Program note for First String Quartet
The First String Quartet (1978) was commissioned by the Juilliard Quartet and the Joslyn Art Museum of Omaha, Nebraska, where it received its premiere in 1979. It is dedicated to the memory of Sarah H. Joslyn. I revised it slightly in 2008. It is in one movement lasting approximately 21 minutes.
This is the first piece in which I employed the formal method of expanding variations. The opening statement is a brief chord, the following variation an elaboration into a few chords, and so forth; soon the chordal motive is elaborated linearly and rhythmically as well. Each succeeding variation is approximately one and a half times the length of the previous one, in a process of expansion that is gradual and audible. Because of the geometric progression of the expansion, the last two variations comprise almost half of the piece (four and six minutes respectively). As the variations become longer and more complex, they differentiate internally into sections of increasingly contrasting character, resembling a growing organism.
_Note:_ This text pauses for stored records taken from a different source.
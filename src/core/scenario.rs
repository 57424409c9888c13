//! Manual-mode scenarios
//!
//! A scenario declares the resources, a process count and, per process, the
//! `max`, `allocated` and `requested` vectors. It arrives as loosely typed
//! JSON ([`RawScenario`]): numbers may be written as JSON numbers or strings,
//! and vectors as arrays or comma-separated strings such as `"2,1,1"`.
//! [`Scenario::parse`] turns it into a checked [`Scenario`] or rejects it with
//! the path of the first offending field.

use crate::core::banker::BankerInput;
use crate::core::error::{SimError, ValidationError};
use crate::core::types::{ProcessId, Resource};
use serde::Deserialize;
use std::collections::BTreeSet;
use std::fmt;

/// A scalar as written by the user
#[derive(Debug, Clone, PartialEq, Deserialize)]
#[serde(untagged)]
pub enum RawField {
    Int(i64),
    Float(f64),
    Text(String),
}

impl fmt::Display for RawField {
    fn fmt(&self, f: &mut fmt::Formatter<'_>) -> fmt::Result {
        match self {
            RawField::Int(n) => write!(f, "{n}"),
            RawField::Float(x) => write!(f, "{x}"),
            RawField::Text(s) => write!(f, "'{s}'"),
        }
    }
}

/// A per-resource vector as written by the user
#[derive(Debug, Clone, PartialEq, Deserialize)]
#[serde(untagged)]
pub enum RawTuple {
    List(Vec<RawField>),
    Text(String),
}

#[derive(Debug, Clone, PartialEq, Deserialize)]
pub struct RawResource {
    pub name: String,
    pub capacity: RawField,
}

#[derive(Debug, Clone, PartialEq, Deserialize)]
pub struct RawProcess {
    /// Defaults to `P{n}` by position
    #[serde(default)]
    pub name: Option<String>,
    pub max: RawTuple,
    pub allocated: RawTuple,
    /// Defaults to all zeros
    #[serde(default)]
    pub requested: Option<RawTuple>,
}

/// Unchecked scenario as read from a file
#[derive(Debug, Clone, PartialEq, Deserialize)]
pub struct RawScenario {
    pub process_count: RawField,
    pub resources: Vec<RawResource>,
    #[serde(default)]
    pub processes: Vec<RawProcess>,
}

/// One declared process; vectors are indexed like [`Scenario::resources`]
#[derive(Debug, Clone, PartialEq, Eq)]
pub struct ScenarioProcess {
    pub id: ProcessId,
    pub max: Vec<u32>,
    pub allocated: Vec<u32>,
    pub requested: Vec<u32>,
}

/// A validated scenario
#[derive(Debug, Clone, PartialEq, Eq)]
pub struct Scenario {
    pub resources: Vec<Resource>,
    pub processes: Vec<ScenarioProcess>,
}

type Parsed<T> = std::result::Result<T, ValidationError>;

impl Scenario {
    /// Validate `raw`
    ///
    /// # Errors
    /// Returns the first violation found, naming its field:
    /// * a number that is not a non-negative integer
    /// * fewer than two resources, or an empty or repeated resource name
    /// * a vector whose length differs from the resource count
    /// * `allocated` above `max` for some component
    /// * `requested` above `max - allocated` for some component
    /// * a process list whose length differs from `process_count`
    /// * allocations that sum above a resource's capacity
    pub fn parse(raw: &RawScenario) -> Parsed<Scenario> {
        let process_count = integer("process_count", &raw.process_count)? as usize;

        if raw.resources.len() < 2 {
            return Err(ValidationError::new(
                "resources",
                format!(
                    "at least two resources are required, got {}",
                    raw.resources.len()
                ),
            ));
        }
        let mut names = BTreeSet::new();
        let mut resources = Vec::with_capacity(raw.resources.len());
        for (j, r) in raw.resources.iter().enumerate() {
            let name = r.name.trim();
            if name.is_empty() {
                return Err(ValidationError::new(
                    format!("resources[{j}].name"),
                    "must not be empty",
                ));
            }
            if !names.insert(name) {
                return Err(ValidationError::new(
                    format!("resources[{j}].name"),
                    format!("`{name}` is declared twice"),
                ));
            }
            let capacity = integer(&format!("resources[{j}].capacity"), &r.capacity)?;
            resources.push(Resource::new(name, capacity));
        }

        if raw.processes.len() != process_count {
            return Err(ValidationError::new(
                "processes",
                format!(
                    "process_count is {process_count} but {} processes are declared",
                    raw.processes.len()
                ),
            ));
        }

        let arity = resources.len();
        let mut ids = BTreeSet::new();
        let mut processes = Vec::with_capacity(process_count);
        for (i, p) in raw.processes.iter().enumerate() {
            let id = match p.name.as_deref().map(str::trim) {
                Some("") => {
                    return Err(ValidationError::new(
                        format!("processes[{i}].name"),
                        "must not be empty",
                    ));
                }
                Some(name) => name.to_string(),
                None => format!("P{}", i + 1),
            };
            if !ids.insert(id.clone()) {
                return Err(ValidationError::new(
                    format!("processes[{i}].name"),
                    format!("`{id}` is declared twice"),
                ));
            }

            let max = tuple(&format!("processes[{i}].max"), &p.max, arity)?;
            let allocated = tuple(&format!("processes[{i}].allocated"), &p.allocated, arity)?;
            let requested = match &p.requested {
                Some(raw) => tuple(&format!("processes[{i}].requested"), raw, arity)?,
                None => vec![0; arity],
            };
            if let Some(j) = (0..arity).find(|&j| allocated[j] > max[j]) {
                return Err(ValidationError::new(
                    format!("processes[{i}].allocated[{j}]"),
                    format!(
                        "allocated {} of `{}` exceeds max {}",
                        allocated[j], resources[j].name, max[j]
                    ),
                ));
            }
            if let Some(j) = (0..arity).find(|&j| requested[j] > max[j] - allocated[j]) {
                return Err(ValidationError::new(
                    format!("processes[{i}].requested[{j}]"),
                    format!(
                        "requested {} of `{}` exceeds remaining need {}",
                        requested[j],
                        resources[j].name,
                        max[j] - allocated[j]
                    ),
                ));
            }
            processes.push(ScenarioProcess {
                id,
                max,
                allocated,
                requested,
            });
        }

        for (j, resource) in resources.iter().enumerate() {
            let total: u64 = processes.iter().map(|p| u64::from(p.allocated[j])).sum();
            if total > u64::from(resource.capacity) {
                return Err(ValidationError::new(
                    format!("resources[{j}].capacity"),
                    format!(
                        "`{}` has capacity {} but {total} units are allocated",
                        resource.name, resource.capacity
                    ),
                ));
            }
        }

        Ok(Scenario { resources, processes })
    }

    /// Read and validate a JSON scenario
    ///
    /// # Errors
    /// Returns `SimError::Validation` for malformed JSON or any rule of
    /// [`Scenario::parse`].
    pub fn from_json(json: &str) -> Result<Scenario, SimError> {
        let raw: RawScenario = serde_json::from_str(json)
            .map_err(|e| ValidationError::new("scenario", e.to_string()))?;
        Ok(Scenario::parse(&raw)?)
    }

    /// Free units per resource after the declared allocations
    pub fn available(&self) -> Vec<u32> {
        self.resources
            .iter()
            .enumerate()
            .map(|(j, r)| {
                let held: u32 = self.processes.iter().map(|p| p.allocated[j]).sum();
                r.capacity.saturating_sub(held)
            })
            .collect()
    }

    /// Banker's input for this scenario, processes in declaration order
    pub fn banker_input(&self) -> BankerInput {
        let names = self.resources.iter().map(|r| r.name.clone()).collect();
        self.processes.iter().fold(
            BankerInput::new(names, self.available()),
            |input, p| input.process(p.id.clone(), p.max.clone(), p.allocated.clone()),
        )
    }
}

fn integer(field: &str, raw: &RawField) -> Parsed<u32> {
    let invalid =
        || ValidationError::new(field, format!("must be a non-negative integer, got {raw}"));
    let value = match raw {
        RawField::Int(n) => *n,
        RawField::Float(_) => return Err(invalid()),
        RawField::Text(s) => s.trim().parse::<i64>().map_err(|_| invalid())?,
    };
    if value < 0 {
        return Err(invalid());
    }
    u32::try_from(value).map_err(|_| ValidationError::new(field, format!("{value} is too large")))
}

fn tuple(field: &str, raw: &RawTuple, arity: usize) -> Parsed<Vec<u32>> {
    let fields: Vec<RawField> = match raw {
        RawTuple::List(items) => items.clone(),
        RawTuple::Text(s) if s.trim().is_empty() => Vec::new(),
        RawTuple::Text(s) => s.split(',').map(|v| RawField::Text(v.trim().to_string())).collect(),
    };
    if fields.len() != arity {
        return Err(ValidationError::new(
            field,
            format!("expected {arity} values, one per resource, got {}", fields.len()),
        ));
    }
    fields
        .iter()
        .enumerate()
        .map(|(j, v)| integer(&format!("{field}[{j}]"), v))
        .collect()
}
The string quartet is for me the most personal and psychological of musical media. Expressively, the First Quartet proceeds from simplicity and repose to their opposites. The work is open-ended in the sense that it ends in a completely different psychological place from where it began.
The First Quartet is the first installment in a tryptich that includes the Second and Third Quartets, which continue the expanding-variation process. The First Quartet is both an integral piece in itself and the first third of a single work that lasts over an hour.